In light of this, just how secure is your own personal data? Using search engines on websites such as “have I been pwned.com”, you can establish if your email address has been leaked from any one of the sites or online services to which you have signed up.
According to the site’s statistics, 284 websites have experienced data leaks, with 5 044 555 541 email addresses leaked across the internet worldwide. Among those sites affected are Adobe.com, which lost 153 million addresses in 2013 in a breach; and LinkedIn, which had 164 million addresses and passwords exposed in 2016.
South Africa-based databases like Ster-Kinekor and the Master Deeds website have been targeted. The former lost over 1.6 million unique email addresses in 2016, and the latter leaked names, addresses, ethnicities, genders, birth dates, government-issued personal identification numbers and 2.2 million email addresses last year.
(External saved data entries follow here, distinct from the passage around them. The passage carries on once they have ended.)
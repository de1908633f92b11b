//! Role-scoped message content. Email bodies are small self-contained HTML
//! fragments; WhatsApp bodies are WhatsApp-flavored plain text. Both only
//! ever reference job metadata, never document bytes.

use chrono::Utc;

use crate::models::domain::{DeliveryJob, JobContext, Role};

pub fn email_subject(role: Role, ctx: &JobContext) -> String {
    let subject = ctx.subject_or_default();
    match role {
        Role::Recorder => format!(
            "Data Recording - {} - {}",
            subject,
            Utc::now().format("%Y-%m-%d")
        ),
        Role::Company => format!("Complete Educational Package - {}", subject),
        Role::Teacher => format!("Teaching Materials - {}", subject),
        Role::Parent => format!("Quiz Results - {}", subject),
        Role::Student => format!("Your Quiz Results - {}", subject),
    }
}

pub fn email_body(role: Role, job: &DeliveryJob) -> String {
    match role {
        Role::Recorder => recorder_email_body(job),
        Role::Company => company_email_body(&job.context),
        Role::Teacher => teacher_email_body(&job.context),
        Role::Parent => parent_email_body(&job.context),
        Role::Student => student_email_body(&job.context),
    }
}

pub fn message_body(role: Role, job: &DeliveryJob) -> String {
    let ctx = &job.context;
    match role {
        // The recorder never gets a message target; text kept uniform anyway.
        Role::Recorder | Role::Company => format!(
            "*Genius Educational Software*\n\nComplete educational package generated!\n\nSubject: {}\nGrade: {}\n\n{}",
            ctx.subject_or_default(),
            ctx.grade_or_default(),
            check_email_line(job, Role::Company),
        ),
        Role::Teacher => format!(
            "*Teaching Materials Ready*\n\nNew materials for:\nSubject: {}\nGrade: {}\n\n{}",
            ctx.subject_or_default(),
            ctx.grade_or_default(),
            check_email_line(job, Role::Teacher),
        ),
        Role::Parent => format!(
            "*Quiz Results Available*\n\nYour child completed a quiz:\nSubject: {}\n\n{}",
            ctx.subject_or_default(),
            check_email_line(job, Role::Parent),
        ),
        Role::Student => format!(
            "*Quiz Completed!*\n\nGreat job on your quiz!\nSubject: {}\n\n{}",
            ctx.subject_or_default(),
            check_email_line(job, Role::Student),
        ),
    }
}

fn check_email_line(job: &DeliveryJob, role: Role) -> String {
    match job.email_for(role) {
        Some(email) => format!("Check your email: {}", email),
        None => "Check your email.".to_string(),
    }
}

fn session_details(ctx: &JobContext) -> String {
    format!(
        "<ul><li><strong>School:</strong> {}</li><li><strong>Subject:</strong> {}</li><li><strong>Grade:</strong> {}</li></ul>",
        ctx.school_or_default(),
        ctx.subject_or_default(),
        ctx.grade_or_default(),
    )
}

const FULL_PACKAGE_LIST: &str = "<ul>\
<li>Student Quiz Answers</li>\
<li>Study Notes</li>\
<li>Answer Key</li>\
<li>Teacher's Lesson Plan</li>\
<li>Student's Study Plan</li>\
</ul>";

fn recorder_email_body(job: &DeliveryJob) -> String {
    let ctx = &job.context;
    let mut body = String::new();
    body.push_str("<h2>Complete Data Recording - Genius Educational Software</h2>");
    body.push_str("<h3>Session Details</h3>");
    body.push_str(&format!(
        "<p><strong>Timestamp:</strong> {}</p>",
        Utc::now().to_rfc3339()
    ));
    body.push_str(&session_details(ctx));

    body.push_str("<h3>Contact Information Collected</h3><ul>");
    for (label, role) in [
        ("Student Email", Role::Student),
        ("Teacher Email", Role::Teacher),
        ("Parent Email", Role::Parent),
    ] {
        body.push_str(&format!(
            "<li><strong>{}:</strong> {}</li>",
            label,
            job.email_for(role).unwrap_or("Not provided")
        ));
    }
    let numbers: Vec<&str> = Role::MESSAGE_ORDER
        .iter()
        .filter_map(|role| job.phone_for(*role))
        .collect();
    body.push_str(&format!(
        "<li><strong>WhatsApp Numbers:</strong> {}</li></ul>",
        if numbers.is_empty() {
            "None provided".to_string()
        } else {
            numbers.join(", ")
        }
    ));

    if let Some(excerpt) = ctx.source_excerpt.as_deref() {
        body.push_str("<h3>Educational Content Used</h3>");
        body.push_str(&format!("<p>{}</p>", excerpt));
    }

    body.push_str("<h3>Generated Materials</h3>");
    body.push_str(FULL_PACKAGE_LIST);
    body.push_str("<p>Complete session data recorded and distributed successfully.</p>");
    body
}

fn company_email_body(ctx: &JobContext) -> String {
    format!(
        "<h2>Complete Educational Package Generated</h2>{}<h3>Package Contents</h3>{}<p>All materials have been distributed according to your settings.</p><p><strong>Generated by Genius Educational Software</strong></p>",
        session_details(ctx),
        FULL_PACKAGE_LIST,
    )
}

fn teacher_email_body(ctx: &JobContext) -> String {
    format!(
        "<h2>Teaching Materials Ready</h2><p>Dear Teacher,</p><p>Here are the teaching materials for <strong>{}</strong>:</p><h3>Attached Materials</h3><ul><li>Student Quiz Answers (for grading)</li><li>Study Notes (teaching context)</li><li>Answer Key (grading guide)</li><li>Lesson Plan (structured approach)</li></ul>{}<p>Best regards,<br><strong>Genius Educational Software</strong></p>",
        ctx.subject_or_default(),
        session_details(ctx),
    )
}

fn parent_email_body(ctx: &JobContext) -> String {
    format!(
        "<h2>Your Child's Quiz Results</h2><p>Dear Parent,</p><p>Your child has completed a quiz in <strong>{}</strong>.</p><h3>Attached Documents</h3><ul><li>Quiz Answers (your child's responses)</li><li>Answer Key (to help review with your child)</li><li>Study Plan (for continued learning)</li></ul>{}<p>Use the answer key to help your child understand any mistakes and learn from them.</p><p>Best regards,<br><strong>Genius Educational Software</strong></p>",
        ctx.subject_or_default(),
        session_details(ctx),
    )
}

fn student_email_body(ctx: &JobContext) -> String {
    format!(
        "<h2>Your Quiz Results</h2><p>Hello!</p><p>Here are your answers for the <strong>{}</strong> quiz you just completed.</p><h3>What's Attached</h3><ul><li>Your quiz responses for review</li><li>Study plan for continued learning</li></ul>{}<p>Review your answers and discuss any questions with your teacher or parents.</p><p>Keep learning!<br><strong>Genius Educational Software</strong></p>",
        ctx.subject_or_default(),
        session_details(ctx),
    )
}

#[cfg(test)]
mod tests {
    use super::*;
    use crate::models::domain::{DocumentSet, RoleContact};

    fn job() -> DeliveryJob {
        DeliveryJob::new(
            vec![
                (
                    Role::Recorder,
                    RoleContact {
                        email: Some("recorder@test.com".to_string()),
                        phone: None,
                    },
                ),
                (
                    Role::Teacher,
                    RoleContact {
                        email: Some("teacher@school.org".to_string()),
                        phone: Some("+264811111111".to_string()),
                    },
                ),
            ],
            DocumentSet::new(),
            JobContext {
                school: Some("Windhoek Primary".to_string()),
                subject: Some("Maths".to_string()),
                grade: Some("5".to_string()),
                source_excerpt: Some("Fractions are parts of a whole.".to_string()),
            },
        )
    }

    #[test]
    fn test_subjects_are_role_specific() {
        let ctx = job().context.clone();
        assert!(email_subject(Role::Recorder, &ctx).starts_with("Data Recording - Maths"));
        assert_eq!(email_subject(Role::Teacher, &ctx), "Teaching Materials - Maths");
        assert_eq!(email_subject(Role::Student, &ctx), "Your Quiz Results - Maths");
    }

    #[test]
    fn test_recorder_body_lists_contacts_and_content() {
        let body = email_body(Role::Recorder, &job());
        assert!(body.contains("teacher@school.org"));
        assert!(body.contains("Not provided"));
        assert!(body.contains("+264811111111"));
        assert!(body.contains("Fractions are parts of a whole."));
    }

    #[test]
    fn test_message_bodies_point_at_email() {
        let job = job();
        let teacher = message_body(Role::Teacher, &job);
        assert!(teacher.contains("Subject: Maths"));
        assert!(teacher.contains("Check your email: teacher@school.org"));

        // Roles without a configured email still get a generic pointer.
        let parent = message_body(Role::Parent, &job);
        assert!(parent.ends_with("Check your email."));
    }

    #[test]
    fn test_bodies_fall_back_when_context_is_empty() {
        let empty = DeliveryJob::new(vec![], DocumentSet::new(), JobContext::default());
        let body = email_body(Role::Company, &empty);
        assert!(body.contains("<strong>School:</strong> Not specified"));
        assert!(body.contains("<strong>Subject:</strong> Quiz"));
    }
}
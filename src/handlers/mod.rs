pub mod materials_handler;
pub mod quiz_handler;
pub mod status_handler;

pub use materials_handler::send_quiz_materials;
pub use quiz_handler::generate_quiz;
pub use status_handler::{health, index, not_found};
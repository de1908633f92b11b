use async_trait::async_trait;
use base64::{engine::general_purpose::STANDARD as BASE64, Engine};
use secrecy::{ExposeSecret, SecretString};
use serde_json::json;

use crate::channels::ChannelError;
use crate::config::Config;

const SENDGRID_SEND_URL: &str = "https://api.sendgrid.com/v3/mail/send";

#[derive(Clone, Debug)]
pub struct EmailAttachment {
    pub filename: String,
    pub content: Vec<u8>,
    pub mime_type: String,
}

#[derive(Clone, Debug)]
pub struct OutboundEmail {
    pub to: String,
    pub from: String,
    pub subject: String,
    pub html_body: String,
    pub attachments: Vec<EmailAttachment>,
}

/// Boundary to the transactional-email provider.
#[cfg_attr(test, mockall::automock)]
#[async_trait]
pub trait EmailChannel: Send + Sync {
    async fn send(&self, email: OutboundEmail) -> Result<(), ChannelError>;
}

/// SendGrid v3 mail-send implementation.
pub struct SendGridChannel {
    client: reqwest::Client,
    api_key: SecretString,
}

impl SendGridChannel {
    pub fn new(config: &Config, client: reqwest::Client) -> Self {
        Self {
            client,
            api_key: config.sendgrid_api_key.clone(),
        }
    }

    fn payload(email: &OutboundEmail) -> serde_json::Value {
        let mut payload = json!({
            "personalizations": [{ "to": [{ "email": email.to }] }],
            "from": { "email": email.from },
            "subject": email.subject,
            "content": [{ "type": "text/html", "value": email.html_body }],
        });

        // SendGrid rejects an empty attachments array, so only set the key
        // when there is something to attach.
        if !email.attachments.is_empty() {
            let attachments: Vec<serde_json::Value> = email
                .attachments
                .iter()
                .map(|a| {
                    json!({
                        "content": BASE64.encode(&a.content),
                        "filename": a.filename,
                        "type": a.mime_type,
                        "disposition": "attachment",
                    })
                })
                .collect();
            payload["attachments"] = serde_json::Value::Array(attachments);
        }

        payload
    }
}

#[async_trait]
impl EmailChannel for SendGridChannel {
    async fn send(&self, email: OutboundEmail) -> Result<(), ChannelError> {
        let response = self
            .client
            .post(SENDGRID_SEND_URL)
            .bearer_auth(self.api_key.expose_secret())
            .json(&Self::payload(&email))
            .send()
            .await?;

        let status = response.status();
        if !status.is_success() {
            let body = response.text().await.unwrap_or_default();
            log::error!("SendGrid rejected mail to {}: {} {}", email.to, status, body);
            return Err(ChannelError::Rejected {
                status: status.as_u16(),
                body,
            });
        }

        log::info!("Email sent to {} ({})", email.to, email.subject);
        Ok(())
    }
}
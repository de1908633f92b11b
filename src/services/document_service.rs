use std::collections::BTreeMap;

use chrono::Utc;
use printpdf::{GeneratePdfOptions, PdfDocument};

use crate::models::domain::{DocumentKind, DocumentSet, Quiz, RenderedDocument};

/// Renders the five fixed-template PDF documents from a generated quiz.
/// Each document is a title plus a templated text body; everything funnels
/// through one text-to-PDF path.
pub struct DocumentService;

impl DocumentService {
    pub fn new() -> Self {
        Self
    }

    /// Renders the full bundle. A failure for one document is recorded as a
    /// human-readable error string and rendering continues with the rest.
    pub fn render_bundle(
        &self,
        quiz: &Quiz,
        source_text: Option<&str>,
    ) -> (DocumentSet, Vec<String>) {
        let mut set = DocumentSet::new();
        let mut errors = Vec::new();

        for kind in DocumentKind::ALL {
            let body = document_body(kind, quiz, source_text);
            match self.render(kind.title(), &body) {
                Ok(content) => {
                    set.insert(RenderedDocument::pdf(kind, stamped_filename(kind), content));
                }
                Err(e) => {
                    log::error!("PDF generation error for {}: {}", kind.title(), e);
                    errors.push(format!("PDF generation failed: {}: {}", kind.title(), e));
                }
            }
        }

        (set, errors)
    }

    fn render(&self, title: &str, body: &str) -> Result<Vec<u8>, String> {
        let html = text_to_simple_html(title, body);
        let mut warnings = Vec::new();

        match PdfDocument::from_html(
            &html,
            &BTreeMap::new(),
            &BTreeMap::new(),
            &GeneratePdfOptions::default(),
            &mut warnings,
        ) {
            Ok(doc) => {
                if !warnings.is_empty() {
                    log::debug!("PDF warnings for '{}': {:?}", title, warnings);
                }
                Ok(doc.save(&Default::default(), &mut warnings))
            }
            Err(e) => Err(e.to_string()),
        }
    }
}

impl Default for DocumentService {
    fn default() -> Self {
        Self::new()
    }
}

pub fn stamped_filename(kind: DocumentKind) -> String {
    format!("{}_{}.pdf", kind.file_stem(), Utc::now().timestamp_millis())
}

fn document_body(kind: DocumentKind, quiz: &Quiz, source_text: Option<&str>) -> String {
    match kind {
        DocumentKind::Answers => student_answers_body(quiz),
        DocumentKind::StudyNotes => study_notes_body(quiz, source_text),
        DocumentKind::AnswerKey => answer_key_body(quiz),
        DocumentKind::LessonPlan => lesson_plan_body(quiz),
        DocumentKind::StudyPlan => study_plan_body(quiz),
    }
}

fn header(quiz: &Quiz) -> String {
    format!("Subject: {}\nGrade: {}\n\n", quiz.subject(), quiz.grade())
}

fn student_answers_body(quiz: &Quiz) -> String {
    let mut body = header(quiz);
    for (i, q) in quiz.questions.iter().enumerate() {
        body.push_str(&format!("Q{}: {}\nAnswer: Not answered\n\n", i + 1, q.question));
    }
    body
}

fn study_notes_body(quiz: &Quiz, source_text: Option<&str>) -> String {
    let mut body = header(quiz);
    body.push_str("Original Educational Content:\n");
    body.push_str(source_text.unwrap_or("Image content provided"));
    body.push_str("\n\nKey Points to Study:\n");
    for (i, q) in quiz.questions.iter().enumerate() {
        body.push_str(&format!("{}. {}\n", i + 1, q.question));
    }
    body
}

fn answer_key_body(quiz: &Quiz) -> String {
    let mut body = header(quiz);
    for (i, q) in quiz.questions.iter().enumerate() {
        body.push_str(&format!(
            "Q{}: {}\nCorrect Answer: {}\n\n",
            i + 1,
            q.question,
            q.correct_answer
        ));
    }
    body
}

fn lesson_plan_body(quiz: &Quiz) -> String {
    let mut body = header(quiz);
    body.push_str("Lesson Objectives:\n");
    for (i, q) in quiz.questions.iter().enumerate() {
        body.push_str(&format!("{}. Understand: {}\n", i + 1, q.question.replace('?', "")));
    }
    body.push_str("\nTeaching Materials:\n");
    body.push_str("Use the provided study notes and answer key to guide discussion.\n\n");
    body.push_str("Assessment:\n");
    body.push_str("Quiz questions provided assess student understanding of key concepts.\n");
    body
}

fn study_plan_body(quiz: &Quiz) -> String {
    let mut body = header(quiz);
    body.push_str("Study Schedule:\n");
    body.push_str("Week 1: Review basic concepts\n");
    body.push_str("Week 2: Practice questions\n");
    body.push_str("Week 3: Take quiz and review answers\n\n");
    body.push_str("Key Topics to Focus On:\n");
    for (i, q) in quiz.questions.iter().enumerate() {
        body.push_str(&format!("{}. {}\n", i + 1, q.question.replace('?', "")));
    }
    body
}

/// Flat HTML for the PDF renderer: a heading plus one paragraph per line.
/// Complex layout is deliberately avoided.
fn text_to_simple_html(title: &str, body: &str) -> String {
    let mut html = String::new();
    html.push_str(
        "<!DOCTYPE html><html><head><style>body { font-family: sans-serif; }</style></head><body>",
    );
    html.push_str(&format!("<h1>{}</h1>", escape_html(title)));
    for line in body.lines() {
        if line.trim().is_empty() {
            continue;
        }
        html.push_str(&format!("<p>{}</p>", escape_html(line)));
    }
    html.push_str("</body></html>");
    html
}

fn escape_html(text: &str) -> String {
    text.replace('&', "&amp;")
        .replace('<', "&lt;")
        .replace('>', "&gt;")
}

#[cfg(test)]
mod tests {
    use super::*;
    use crate::models::domain::QuizQuestion;

    fn quiz() -> Quiz {
        Quiz::new(
            vec![
                QuizQuestion {
                    question: "What is photosynthesis?".to_string(),
                    options: vec!["A".into(), "B".into(), "C".into(), "D".into()],
                    correct_answer: "A".to_string(),
                },
                QuizQuestion {
                    question: "Where does it happen?".to_string(),
                    options: vec!["A".into(), "B".into(), "C".into(), "D".into()],
                    correct_answer: "C".to_string(),
                },
            ],
            "Biology",
            Some("7"),
            Some("text"),
        )
    }

    #[test]
    fn test_answer_key_lists_correct_answers() {
        let body = answer_key_body(&quiz());
        assert!(body.starts_with("Subject: Biology\nGrade: 7"));
        assert!(body.contains("Q1: What is photosynthesis?\nCorrect Answer: A"));
        assert!(body.contains("Q2: Where does it happen?\nCorrect Answer: C"));
    }

    #[test]
    fn test_student_answers_marks_everything_unanswered() {
        let body = student_answers_body(&quiz());
        assert_eq!(body.matches("Answer: Not answered").count(), 2);
    }

    #[test]
    fn test_study_notes_fall_back_to_image_note() {
        let with_text = study_notes_body(&quiz(), Some("Plants make food from light."));
        assert!(with_text.contains("Plants make food from light."));

        let without = study_notes_body(&quiz(), None);
        assert!(without.contains("Image content provided"));
    }

    #[test]
    fn test_lesson_plan_strips_question_marks_from_objectives() {
        let body = lesson_plan_body(&quiz());
        assert!(body.contains("1. Understand: What is photosynthesis"));
        assert!(!body.contains("Understand: What is photosynthesis?"));
        assert!(body.contains("Assessment:"));
    }

    #[test]
    fn test_study_plan_has_fixed_schedule() {
        let body = study_plan_body(&quiz());
        assert!(body.contains("Week 1: Review basic concepts"));
        assert!(body.contains("Week 3: Take quiz and review answers"));
    }

    #[test]
    fn test_stamped_filenames_use_document_stems() {
        let name = stamped_filename(DocumentKind::AnswerKey);
        assert!(name.starts_with("Answer_Key_"));
        assert!(name.ends_with(".pdf"));
    }

    #[test]
    fn test_html_conversion_escapes_markup() {
        let html = text_to_simple_html("Notes", "1 < 2 & 3 > 2");
        assert!(html.contains("<h1>Notes</h1>"));
        assert!(html.contains("1 &lt; 2 &amp; 3 &gt; 2"));
    }
}
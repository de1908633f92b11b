pub mod delivery;
pub mod dispatch;
pub mod quiz;

pub use delivery::{DeliveryJob, DocumentKind, DocumentSet, JobContext, RenderedDocument, Role, RoleContact};
pub use dispatch::{ChannelKind, ChannelTarget, DeliveryOutcome, DeliveryStatus, DispatchReport};
pub use quiz::{Quiz, QuizMetadata, QuizQuestion};
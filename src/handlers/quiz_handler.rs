use actix_web::{post, web, HttpResponse};
use validator::Validate;

use crate::{
    app_state::AppState,
    errors::AppError,
    models::dto::{request::GenerateQuizRequest, response::GenerateQuizResponse},
};

#[post("/api/generate-quiz")]
pub async fn generate_quiz(
    state: web::Data<AppState>,
    request: web::Json<GenerateQuizRequest>,
) -> Result<HttpResponse, AppError> {
    let request = request.into_inner();
    request.validate()?;

    // Upstream failure is recovered inside the service with a placeholder
    // quiz, so this path only errors on a bad request shape.
    let quiz = state.quiz_service.generate_quiz(&request).await;

    Ok(HttpResponse::Ok().json(GenerateQuizResponse {
        success: true,
        quiz,
    }))
}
Although we may be powerless to ensure the safety of our information on any online platform or database, we can take steps to minimise risks and enhance our digital security.
“From a consumer perspective, the breach highlights the need to be cautious whenever signing up to an online service,” says Goldstuck. “Sometimes one is willing to hand over personal data in return for the utility or service being offered.
“The central rule in any online activity involving a log-on is to use a different password for every site or service one uses. The reason is that cyber criminals will take user names and passwords from the breach of a seemingly innocuous site and try them across banking and social media sites, which can result in massive damage,” says Goldstuck.
“The key is to come up with a system that allows you to create unique passwords, but ones that you will remember, based on your system and attributes of each site.”